Re-thinking the auto-tuning

CNugteren commented 7 years ago

Hereby I want to open a discussion on improving and changing the currently tuning infrastructure and methods for CLBlast. There are a couple of drawbacks pointed out by various users of the library:

Using the OpenCL device name can sometimes by too generic. For example in the case of AMD GPUs there are many different varieties of e.g. the Hawaii architecture. The tuner currently does capture other properties (e.g. clock speed and number of compute units), so it is possible to further sub-divide the tuning parameters for specific devices. See also the remarks made by @ulfgard and @blueberry in issue #1.
Using the OpenCL device name can sometimes by too specific. For example in the case of NVIDIA GPUs or Intel CPUs it would be beneficial to share tuning results across devices from the same architecture, e.g. Maxwell or Skylake in case there are no tuning results yet for a specific device (e.g. GTX970 should have similar optimal parameters compared to a GTX980). This should be possible with the current infrastructure, it would just require a look-up-table of device names to architectures. This was also pointed out earlier on by @psyhtest if I recall correctly.
The current tuner CLTune cannot tune multi-kernel routines such as DOT/MIN/MAX/SUM. The current tuner cannot tune host-parameters as well, such as deciding which GEMM kernel to choose (direct versus in-direct). This is currently done manually. Another much simpler to use tuner written in Python can actually do both.
The tuning data is for a specific sized input with fixed parameters (e.g. 1024x1024x1024 for GEMM). There are possibilities to tune across sizes by learning a model as done in ISAAC (see PDF or video of a presentation), but that is quite involved. Of course we can also tune for 2 or 3 cases, but is that sufficient? What about rectangular matrices?
GEMM is nowadays used a lot in deep learning applications to express convolutions. CLBlast now also supports a batched GEMM, see #168 and #95. However, this might require tuning for more specific use-cases regarding deep-learning applications. Perhaps it is possible to create a specific deep-learning interface to GEMM or GEMM batched and have separately tuned parameters for it? Not sure.

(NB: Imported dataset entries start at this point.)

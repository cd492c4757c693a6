//! # Qualifiers: composable predicates over component descriptors.
//!
//! A [`Qualifier`] narrows a lazy stream of candidate
//! [`ComponentDescriptor`]s. Qualifiers compose through
//! [`CompositeQualifier`], which applies its constituents in sequence, each
//! stage consuming the previous stage's output:
//!
//! ```text
//!  candidates ──▶ [ q1.filter ] ──▶ [ q2.filter ] ──▶ ... ──▶ selected
//! ```
//!
//! Composition is a set intersection: constituent order never changes the
//! result, only how early candidates are discarded. Two composites with equal
//! constituents compare equal and render as the constituents joined with
//! `" and "`.

use std::fmt;
use std::marker::PhantomData;

use crate::components::ComponentDescriptor;

/// Lazy stream of candidate descriptors flowing through a filter stage.
pub type Candidates<'a, T> = Box<dyn Iterator<Item = ComponentDescriptor<T>> + 'a>;

/// A composable predicate over component descriptors.
///
/// `Display` is part of the contract: the textual form is used for composite
/// equality and for error messages when a lookup matches nothing.
pub trait Qualifier<T: 'static>: fmt::Display + Send + Sync {
    /// Narrows the candidate stream. The output must be a subset of the input.
    fn filter<'a>(&'a self, candidates: Candidates<'a, T>) -> Candidates<'a, T>;
}

/// Logical AND of an ordered list of qualifiers.
pub struct CompositeQualifier<T: 'static> {
    qualifiers: Vec<Box<dyn Qualifier<T>>>,
}

impl<T: 'static> CompositeQualifier<T> {
    /// Creates an empty composite; it matches every candidate.
    pub fn new() -> Self {
        Self { qualifiers: Vec::new() }
    }

    /// Appends a constituent qualifier.
    pub fn and(mut self, qualifier: impl Qualifier<T> + 'static) -> Self {
        self.qualifiers.push(Box::new(qualifier));
        self
    }

    /// Number of constituent qualifiers.
    pub fn len(&self) -> usize {
        self.qualifiers.len()
    }

    /// Whether the composite has no constituents.
    pub fn is_empty(&self) -> bool {
        self.qualifiers.is_empty()
    }
}

impl<T: 'static> Default for CompositeQualifier<T> {
    fn default() -> Self {
        Self::new()
    }
}

impl<T: 'static> Qualifier<T> for CompositeQualifier<T> {
    fn filter<'a>(&'a self, candidates: Candidates<'a, T>) -> Candidates<'a, T> {
        self.qualifiers
            .iter()
            .fold(candidates, |stream, q| q.filter(stream))
    }
}

impl<T: 'static> fmt::Display for CompositeQualifier<T> {
    fn fmt(&self, f: &mut fmt::Formatter<'_>) -> fmt::Result {
        let mut first = true;
        for q in &self.qualifiers {
            if !first {
                f.write_str(" and ")?;
            }
            write!(f, "{q}")?;
            first = false;
        }
        Ok(())
    }
}

// Equality and hashing go through the textual form of the constituents so
// that composites remain comparable despite holding trait objects.
impl<T: 'static> PartialEq for CompositeQualifier<T> {
    fn eq(&self, other: &Self) -> bool {
        self.qualifiers.len() == other.qualifiers.len()
            && self
                .qualifiers
                .iter()
                .zip(&other.qualifiers)
                .all(|(a, b)| a.to_string() == b.to_string())
    }
}

impl<T: 'static> Eq for CompositeQualifier<T> {}

impl<T: 'static> std::hash::Hash for CompositeQualifier<T> {
    fn hash<H: std::hash::Hasher>(&self, state: &mut H) {
        for q in &self.qualifiers {
            q.to_string().hash(state);
        }
    }
}

impl<T: 'static> fmt::Debug for CompositeQualifier<T> {
    fn fmt(&self, f: &mut fmt::Formatter<'_>) -> fmt::Result {
        write!(f, "CompositeQualifier({self})")
    }
}

/// Keeps descriptors whose name equals the given one.
pub struct NamedQualifier<T> {
    name: String,
    _marker: PhantomData<fn() -> T>,
}

/// Selects descriptors by exact name.
pub fn by_name<T>(name: impl Into<String>) -> NamedQualifier<T> {
    NamedQualifier {
        name: name.into(),
        _marker: PhantomData,
    }
}

impl<T: 'static> Qualifier<T> for NamedQualifier<T> {
    fn filter<'a>(&'a self, candidates: Candidates<'a, T>) -> Candidates<'a, T> {
        Box::new(candidates.filter(move |d| d.name() == self.name))
    }
}

impl<T> fmt::Display for NamedQualifier<T> {
    fn fmt(&self, f: &mut fmt::Formatter<'_>) -> fmt::Result {
        write!(f, "@Named({})", self.name)
    }
}

/// Keeps descriptors whose declared version equals the given one.
pub struct VersionQualifier<T> {
    version: String,
    _marker: PhantomData<fn() -> T>,
}

/// Selects descriptors by exact version.
pub fn by_version<T>(version: impl Into<String>) -> VersionQualifier<T> {
    VersionQualifier {
        version: version.into(),
        _marker: PhantomData,
    }
}

impl<T: 'static> Qualifier<T> for VersionQualifier<T> {
    fn filter<'a>(&'a self, candidates: Candidates<'a, T>) -> Candidates<'a, T> {
        Box::new(candidates.filter(move |d| d.version() == Some(self.version.as_str())))
    }
}

impl<T> fmt::Display for VersionQualifier<T> {
    fn fmt(&self, f: &mut fmt::Formatter<'_>) -> fmt::Result {
        write!(f, "@Version({})", self.version)
    }
}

An alternative would be to implement & tune a dedicated convolution implementation as done by @ulfgard in Remora.

Any feedback and ideas are welcome!

fvella commented 7 years ago

Hi @CNugteren we are already working on a couple of points that you already mentioned. Actually our solution extends CLBLAST in order to address the point 3. 4. 5.

Ulfgard commented 7 years ago

Hi,

I would not start too much action based on my words. I first have to figure out what is wrong with my setup before I can proceed. I will play around with tuning of the copy matrix kernels and if this does not solve my performance problems, i consider my device/setup/tuning as broken.

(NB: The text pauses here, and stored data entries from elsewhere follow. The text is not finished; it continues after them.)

//! # Event bus for broadcasting lifecycle events.
//!
//! [`Bus`] is a thin wrapper around [`tokio::sync::broadcast`] providing
//! non-blocking publishing from multiple sources (environment, chains, engine
//! state forwarders).
//!
//! ## Rules
//! - **Non-blocking publish**: `publish()` never blocks or awaits.
//! - **Bounded capacity**: one ring buffer holds the most recent events; slow
//!   receivers observe `RecvError::Lagged(n)` and skip the `n` oldest items.
//! - **No persistence**: events published with no active receiver are dropped.

use tokio::sync::broadcast;

use super::event::Event;

/// Broadcast channel for lifecycle events.
///
/// Cheap to clone (internally holds an `Arc`-backed sender); multiple publishers
/// can publish concurrently and every receiver observes a clone of each event.
#[derive(Clone, Debug)]
pub struct Bus {
    tx: broadcast::Sender<Event>,
}

impl Bus {
    /// Creates a new bus with the given channel capacity (clamped to at least 1).
    pub fn new(capacity: usize) -> Self {
        let (tx, _rx) = broadcast::channel::<Event>(capacity.max(1));
        Self { tx }
    }

    /// Publishes an event to all active receivers.
    ///
    /// If there are no receivers the event is dropped; this still returns
    /// immediately.
    pub fn publish(&self, ev: Event) {
        let _ = self.tx.send(ev);
    }

    /// Creates an independent receiver observing subsequent events only.
    pub fn subscribe(&self) -> broadcast::Receiver<Event> {
        self.tx.subscribe()
    }
}

#[cfg(test)]
mod tests {
    use super::*;
    use crate::events::EventKind;

    #[tokio::test]
    async fn test_publish_reaches_subscriber() {
        let bus = Bus::new(8);
        let mut rx = bus.subscribe();

        bus.publish(Event::new(EventKind::EnvironmentStarted));
        let ev = rx.recv().await.unwrap();
        assert_eq!(ev.kind, EventKind::EnvironmentStarted);
    }

    #[tokio::test]
    async fn test_publish_without_subscribers_is_dropped() {
        let bus = Bus::new(8);
        // Must not panic or block.
        bus.publish(Event::new(EventKind::EnvironmentStarted));
    }

    #[tokio::test]
    async fn test_sequence_numbers_increase() {
        let bus = Bus::new(8);
        let mut rx = bus.subscribe();
        bus.publish(Event::new(EventKind::ApplicationStarting));
        bus.publish(Event::new(EventKind::ApplicationStarted));

        let first = rx.recv().await.unwrap();
        let second = rx.recv().await.unwrap();
        assert!(second.seq > first.seq);
    }
}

Personally i would opt for an easy way to store a tuning in a tuning file which then can be used to initilize the library at the start of the program. e.g.

clblast::loadTuning("tuning.json")

This gives every user the ability to create an optimal device/application specific tuning. This would solve 1.

CNugteren commented 7 years ago

@Ulfgard OK, fair enough. Do keep me updated on any potential issues though.

About your suggestion, that could indeed make things a bit easier to use. Another thing in my opinion would be to either integrate the CLTune code (e.g. as a git submodule), or replace it with the earlier mentioned Python tuning. In both case this reduces the dependency and the need for a separate compilation & installation of a library.

Ulfgard commented 7 years ago

Sorry for my late reply. I am currently working in a new project and devote all my time to it.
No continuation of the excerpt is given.